Helen Rivas-Rose grew up in a household where she was more than ignored, more than neglected. She was chained up and locked in and forced to spend the majority of her childhood wondering why everyone else was participating in life and she couldn’t. She wasn’t allowed by her family and she wouldn’t allow herself because she had never developed the social skills needed to hold a conversation, or have friends, or just get by in public like other people.
Most of us find it relatively easy to talk to another person. We might have to force ourselves to go to a party or event where we don’t know anyone, but once we’re there, we can hold up our end of a conversation. Rivas-Rose had to sit at home and practice small talk because she was “scared as hell.” She had to look inward and find a way to be compassionate with herself when she failed at this simple act.
So she started to sing. And she learned that creativity could grow here in San Miguel de Allende, where so many people come to begin again, learn a new skill, practice an art that has always lurked somewhere down deep. Helen took singing lessons and learned that “creativity flourishes in two’s. You don’t have to be alone.”
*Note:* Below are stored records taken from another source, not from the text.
use std::time::Duration;

use bytes::Bytes;
use extractor_logging::{extractor_debug, extractor_info, extractor_warn};
use reqwest::multipart::{Form, Part};
use serde::Deserialize;
use tokio::sync::mpsc::UnboundedSender;
use url::Url;

use crate::{EngineEvent, FailureKind, RequestId, ServiceError, UploadFile};

/// Multipart field carrying each uploaded file.
pub const UPLOAD_FIELD: &str = "files";
const PDF_CONTENT_TYPE: &str = "application/pdf";

#[derive(Debug, Clone)]
pub struct ServiceSettings {
    pub base_url: String,
    /// `None` waits indefinitely, like a browser `fetch`.
    pub connect_timeout: Option<Duration>,
    /// `None` waits indefinitely, like a browser `fetch`.
    pub request_timeout: Option<Duration>,
}

impl Default for ServiceSettings {
    fn default() -> Self {
        Self {
            base_url: "http://127.0.0.1:5000".to_string(),
            connect_timeout: None,
            request_timeout: None,
        }
    }
}

pub trait ProgressSink: Send + Sync {
    fn emit(&self, event: EngineEvent);
}

pub struct ChannelProgressSink {
    tx: UnboundedSender<EngineEvent>,
}

impl ChannelProgressSink {
    pub fn new(tx: UnboundedSender<EngineEvent>) -> Self {
        Self { tx }
    }
}

impl ProgressSink for ChannelProgressSink {
    fn emit(&self, event: EngineEvent) {
        let _ = self.tx.send(event);
    }
}

/// The remote conversion service.
#[async_trait::async_trait]
pub trait ConversionService: Send + Sync {
    /// Upload every file as one batch to `/process`.
    async fn process(
        &self,
        request: RequestId,
        files: &[UploadFile],
        sink: &dyn ProgressSink,
    ) -> Result<(), ServiceError>;

    /// Retrieve the produced artifact from `/download`.
    async fn download(&self) -> Result<Bytes, ServiceError>;

    /// Ask the server to prune old sessions via `/cleanup`.
    async fn cleanup(&self) -> Result<(), ServiceError>;
}

/// Reply shape shared by `/process`, `/cleanup` and error bodies.
#[derive(Debug, Default, Deserialize)]
struct ServiceReply {
    #[serde(default)]
    success: bool,
    #[serde(default)]
    error: Option<String>,
}

#[derive(Debug, Clone)]
pub struct ReqwestService {
    client: reqwest::Client,
    base: Url,
}

impl ReqwestService {
    pub fn new(settings: ServiceSettings) -> Result<Self, ServiceError> {
        let base = parse_base_url(&settings.base_url)?;

        let mut builder = reqwest::Client::builder();
        if let Some(timeout) = settings.connect_timeout {
            builder = builder.connect_timeout(timeout);
        }
        if let Some(timeout) = settings.request_timeout {
            builder = builder.timeout(timeout);
        }
        let client = builder
            .build()
            .map_err(|err| ServiceError::new(FailureKind::Network, err.to_string()))?;

        Ok(Self { client, base })
    }

    fn endpoint(&self, path: &str) -> Result<Url, ServiceError> {
        self.base
            .join(path)
            .map_err(|err| ServiceError::new(FailureKind::InvalidUrl, err.to_string()))
    }

    /// Sends a request whose reply is `{ "success": bool, "error": ... }`.
    async fn send_for_reply(&self, request: reqwest::RequestBuilder) -> Result<(), ServiceError> {
        let response = request.send().await.map_err(map_reqwest_error)?;
        let status = response.status();
        let body = response.bytes().await.map_err(map_reqwest_error)?;
        let reply = parse_reply(&body);

        if !status.is_success() {
            return Err(ServiceError::rejected(
                status.as_u16(),
                reply.and_then(|reply| reply.error),
            ));
        }
        match reply {
            Some(reply) if reply.success => Ok(()),
            Some(reply) => Err(ServiceError::rejected(status.as_u16(), reply.error)),
            None => Err(ServiceError::new(
                FailureKind::Decode,
                "reply is not a JSON object",
            )),
        }
    }
}

#[async_trait::async_trait]
impl ConversionService for ReqwestService {
    async fn process(
        &self,
        request: RequestId,
        files: &[UploadFile],
        sink: &dyn ProgressSink,
    ) -> Result<(), ServiceError> {
        let url = self.endpoint("process")?;
        let form = build_form(files).await?;

        extractor_info!("POST {} request={} files={}", url, request, files.len());
        sink.emit(EngineEvent::UploadStarted { request });

        let result = self.send_for_reply(self.client.post(url).multipart(form)).await;
        log_outcome(&format!("process request={request}"), &result);
        result
    }

    async fn download(&self) -> Result<Bytes, ServiceError> {
        let url = self.endpoint("download")?;
        extractor_info!("GET {}", url);

        let response = self
            .client
            .get(url)
            .send()
            .await
            .map_err(map_reqwest_error)?;
        let status = response.status();
        let body = response.bytes().await.map_err(map_reqwest_error)?;

        if !status.is_success() {
            let server_message = parse_reply(&body).and_then(|reply| reply.error);
            extractor_debug!("download rejected status={} message={:?}", status, server_message);
            return Err(ServiceError::rejected(status.as_u16(), server_message));
        }

        extractor_info!("downloaded artifact bytes={}", body.len());
        Ok(body)
    }

    async fn cleanup(&self) -> Result<(), ServiceError> {
        let url = self.endpoint("cleanup")?;
        extractor_info!("POST {}", url);
        let result = self.send_for_reply(self.client.post(url)).await;
        log_outcome("cleanup", &result);
        result
    }
}

async fn build_form(files: &[UploadFile]) -> Result<Form, ServiceError> {
    let mut form = Form::new();
    for file in files {
        let bytes = tokio::fs::read(&file.path).await.map_err(|err| {
            ServiceError::new(
                FailureKind::Io,
                format!("Could not read {}: {}", file.name, err),
            )
        })?;
        let part = Part::bytes(bytes)
            .file_name(file.name.clone())
            .mime_str(PDF_CONTENT_TYPE)
            .map_err(map_reqwest_error)?;
        form = form.part(UPLOAD_FIELD, part);
    }
    Ok(form)
}

/// Parses the base URL and makes sure relative joins append to its path.
fn parse_base_url(raw: &str) -> Result<Url, ServiceError> {
    let mut url = Url::parse(raw.trim())
        .map_err(|err| ServiceError::new(FailureKind::InvalidUrl, err.to_string()))?;
    if !matches!(url.scheme(), "http" | "https") {
        return Err(ServiceError::new(
            FailureKind::InvalidUrl,
            format!("unsupported scheme {}", url.scheme()),
        ));
    }
    if !url.path().ends_with('/') {
        let path = format!("{}/", url.path());
        url.set_path(&path);
    }
    Ok(url)
}

fn parse_reply(body: &[u8]) -> Option<ServiceReply> {
    serde_json::from_slice(body).ok()
}

fn log_outcome(operation: &str, result: &Result<(), ServiceError>) {
    match result {
        Ok(()) => extractor_info!("{} succeeded", operation),
        Err(err) if matches!(err.kind, FailureKind::Rejected { .. }) => {
            extractor_info!("{} rejected: {}", operation, err)
        }
        Err(err) => extractor_warn!("{} failed: {}", operation, err),
    }
}

fn map_reqwest_error(err: reqwest::Error) -> ServiceError {
    if err.is_timeout() {
        return ServiceError::new(FailureKind::Timeout, err.to_string());
    }
    ServiceError::new(FailureKind::Network, err.to_string())
}

#[cfg(test)]
mod tests {
    use super::*;

    #[test]
    fn base_url_gets_trailing_slash() {
        let url = parse_base_url("http://localhost:5000/api").unwrap();
        assert_eq!(url.join("process").unwrap().as_str(), "http://localhost:5000/api/process");

        let url = parse_base_url(" http://localhost:5000 ").unwrap();
        assert_eq!(url.join("download").unwrap().as_str(), "http://localhost:5000/download");
    }

    #[test]
    fn base_url_rejects_other_schemes() {
        let err = parse_base_url("ftp://example.com").unwrap_err();
        assert_eq!(err.kind, FailureKind::InvalidUrl);
        assert_eq!(parse_base_url("not a url").unwrap_err().kind, FailureKind::InvalidUrl);
    }

    #[test]
    fn reply_fields_default_when_missing() {
        let reply = parse_reply(br#"{}"#).unwrap();
        assert!(!reply.success);
        assert!(reply.error.is_none());
        assert!(parse_reply(b"<html>").is_none());
    }
}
She looked inward and engaged a Jungian analyst to teach her compassion-focused therapy, how to be gentle and kind to herself as no one else had ever been. She read and studied books like The Power of Performance and she got up in front of a theater full of people and sang—and then she got up again and did it again. And she wrote “Brave,” a memoir about overcoming shyness, so that other shy and lonely people could benefit from her experience. She tells other sufferers of shyness that taking little baby steps each day will make you feel whole, poco a poco. Helen says that being in the moment can take you out of your shyness. But she understands all too well that, “When you’ve spent a lifetime worrying about the present moment and the person you’re with, it’s hard to be in the moment.”
Helen will be in the moment at the Literary Sala when she reads excerpts from her heart-warming memoir about overcoming shyness, “Brave.”
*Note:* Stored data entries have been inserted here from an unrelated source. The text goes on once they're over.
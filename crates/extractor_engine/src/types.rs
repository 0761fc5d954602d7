use std::fmt;
use std::path::PathBuf;

use bytes::Bytes;

pub type RequestId = u64;
pub type NotificationId = u64;

/// One file to be sent in the batch upload.
#[derive(Debug, Clone, PartialEq, Eq)]
pub struct UploadFile {
    pub name: String,
    pub path: PathBuf,
}

#[derive(Debug, Clone, PartialEq, Eq)]
pub enum EngineEvent {
    /// Batch packaged, upload request issued.
    UploadStarted { request: RequestId },
    SubmitCompleted {
        request: RequestId,
        result: Result<(), ServiceError>,
    },
    DownloadCompleted {
        request: RequestId,
        result: Result<Bytes, ServiceError>,
    },
    CleanupCompleted {
        request: RequestId,
        result: Result<(), ServiceError>,
    },
    NotificationExpired { id: NotificationId },
}

#[derive(Debug, Clone, PartialEq, Eq, thiserror::Error)]
#[error("{kind}: {message}")]
pub struct ServiceError {
    pub kind: FailureKind,
    pub message: String,
    /// The `error` field of the server's JSON reply, when there was one.
    pub server_message: Option<String>,
}

impl ServiceError {
    pub(crate) fn new(kind: FailureKind, message: impl Into<String>) -> Self {
        Self {
            kind,
            message: message.into(),
            server_message: None,
        }
    }

    pub(crate) fn rejected(status: u16, server_message: Option<String>) -> Self {
        Self {
            kind: FailureKind::Rejected { status },
            message: format!("request failed with status {status}"),
            server_message,
        }
    }

    /// Text worth showing to the user.
    ///
    /// Transport faults yield `None` so they settle exactly like a failure
    /// without a server message.
    pub fn user_message(&self) -> Option<&str> {
        match self.kind {
            FailureKind::Rejected { .. } => self.server_message.as_deref(),
            FailureKind::Io => Some(&self.message),
            FailureKind::InvalidUrl
            | FailureKind::Timeout
            | FailureKind::Network
            | FailureKind::Decode => None,
        }
    }
}

#[derive(Debug, Clone, Copy, PartialEq, Eq)]
pub enum FailureKind {
    InvalidUrl,
    /// The server answered and reported failure (non-2xx or `success: false`).
    Rejected { status: u16 },
    Timeout,
    Network,
    /// Reading a local file for the upload failed.
    Io,
    /// A 2xx reply whose body was not the expected JSON.
    Decode,
}

impl fmt::Display for FailureKind {
    fn fmt(&self, f: &mut fmt::Formatter<'_>) -> fmt::Result {
        match self {
            FailureKind::InvalidUrl => write!(f, "invalid url"),
            FailureKind::Rejected { status } => write!(f, "rejected with status {status}"),
            FailureKind::Timeout => write!(f, "timeout"),
            FailureKind::Network => write!(f, "network error"),
            FailureKind::Io => write!(f, "io error"),
            FailureKind::Decode => write!(f, "malformed reply"),
        }
    }
}
use std::path::PathBuf;

use extractor_core::CandidateId;

pub const HELP_TEXT: &str = "\
Commands:
  add <file>...        select PDF files (each one is checked)
  drop <file>...       select files, silently ignoring anything that is not a PDF
  remove <name>|#<id>  remove a selected file
  list                 show the selected files
  submit               upload the selection for processing
  download             save extracted_data.xlsx after a successful run
  cleanup              ask the server to prune old sessions
  status               show what the client is doing
  help                 show this text
  quit                 leave";

#[derive(Debug, Clone, PartialEq, Eq)]
pub enum Command {
    Add(Vec<PathBuf>),
    Drop(Vec<PathBuf>),
    Remove(RemoveTarget),
    List,
    Submit,
    Download,
    Cleanup,
    Status,
    Help,
    Quit,
}

#[derive(Debug, Clone, PartialEq, Eq)]
pub enum RemoveTarget {
    Id(CandidateId),
    Name(String),
}

/// Parses one input line. Blank lines yield `Ok(None)`.
pub fn parse_command(line: &str) -> Result<Option<Command>, String> {
    let line = line.trim();
    if line.is_empty() {
        return Ok(None);
    }

    let (word, rest) = match line.split_once(char::is_whitespace) {
        Some((word, rest)) => (word, rest.trim()),
        None => (line, ""),
    };

    let command = match word.to_ascii_lowercase().as_str() {
        "add" | "a" => Command::Add(paths(rest, "add")?),
        "drop" => Command::Drop(paths(rest, "drop")?),
        "remove" | "rm" => Command::Remove(remove_target(rest)?),
        "list" | "ls" => Command::List,
        "submit" | "process" => Command::Submit,
        "download" => Command::Download,
        "cleanup" => Command::Cleanup,
        "status" => Command::Status,
        "help" | "?" => Command::Help,
        "quit" | "exit" | "q" => Command::Quit,
        other => return Err(format!("Unknown command `{other}`. Type `help` for a list.")),
    };
    Ok(Some(command))
}

fn paths(rest: &str, command: &str) -> Result<Vec<PathBuf>, String> {
    let words = split_words(rest)?;
    if words.is_empty() {
        return Err(format!("Usage: {command} <file>..."));
    }
    Ok(words.into_iter().map(PathBuf::from).collect())
}

fn remove_target(rest: &str) -> Result<RemoveTarget, String> {
    if rest.is_empty() {
        return Err("Usage: remove <name>|#<id>".to_string());
    }
    if let Some(id) = rest.strip_prefix('#') {
        return id
            .parse()
            .map(RemoveTarget::Id)
            .map_err(|_| format!("`{rest}` is not a file number"));
    }
    let name = rest.trim_matches('"');
    Ok(RemoveTarget::Name(name.to_string()))
}

/// Whitespace-separated words; double quotes group a word containing spaces.
fn split_words(input: &str) -> Result<Vec<String>, String> {
    let mut words = Vec::new();
    let mut current = String::new();
    let mut in_quotes = false;
    let mut started = false;

    for ch in input.chars() {
        match ch {
            '"' => {
                in_quotes = !in_quotes;
                started = true;
            }
            c if c.is_whitespace() && !in_quotes => {
                if started {
                    words.push(std::mem::take(&mut current));
                    started = false;
                }
            }
            c => {
                current.push(c);
                started = true;
            }
        }
    }

    if in_quotes {
        return Err("Unterminated quote".to_string());
    }
    if started {
        words.push(current);
    }
    Ok(words)
}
Mama Llama And Other Animal Tales For Precocious Children And Childlike Adults
Oh, the places she’s gone, and the places she’ll go; only Minerva the poet can know! (With apologies to Dr. Seuss!)
If Lewis Carroll and Donald Trump got together with The Bachelor to produce a reality TV show, they’d have to hire Minerva Neiditz to be the emcee. Minerva has written many books in her lifetime, from books about business to books about writing, from books about dating to poems about mating–she’s gone so many places even the White Rabbit couldn’t keep up!
Whimsical poet and down-to-earth dating advisor, Minerva has transcended the limits of ordinary writing. She’s combined her poetry with the talents of Ron Mallory, a mercury artist, to publish Fluid Poetics, poems as moving and dance-like as the paintings that inspired her.
In Romance After 60, she interviewed 140 available men to find out what they really want, so that single women all over the world could get a clue about the partners they seek. She had had enough of men who were “weird as hell, just plain unsuitable even for dating, much less for marrying!” So “after doing a man a night” for months and writing this “how-to” for singles, she met and fell in love with one of the men, Jack, #79, whom she continues to love and travel the world with—from Connecticut to Massachusetts to San Miguel de Allende.
She’s just finished and self-published her latest work, Mama Llama and Other Animal Tales with illustrations by local artist, Ethan Emery, which ramps up the whimsy and child-like qualities she herself exudes. She brings her prose and poetry and the artists she loves together with appreciative audiences at intimate little “soirees” where everyone can be comfortable, and she can be herself! “She wears a friendly face and has a certain grace”—yes, just like the Mama Llama herself, that’s Minerva for sure!
Poetry continues to be her main writing love. As she told me, “Poetry, when it’s good and universal, can move so many people, and it lasts, like Shakespeare and Yeats and Auden.” From her days at Smith College taking classes with fellow poet Sylvia Plath, to her “Mind, Body & Spirit Poetry” classes at Rancho La Puerta Spa, Minerva has shared her love of poetry and writing with tens of thousands of people all over the world.
And she will share that joy with the Literary Sala as she reads from Fluid Poetics and The Mama Llama… And Other Animal Tales.
Join us for a complimentary wine reception.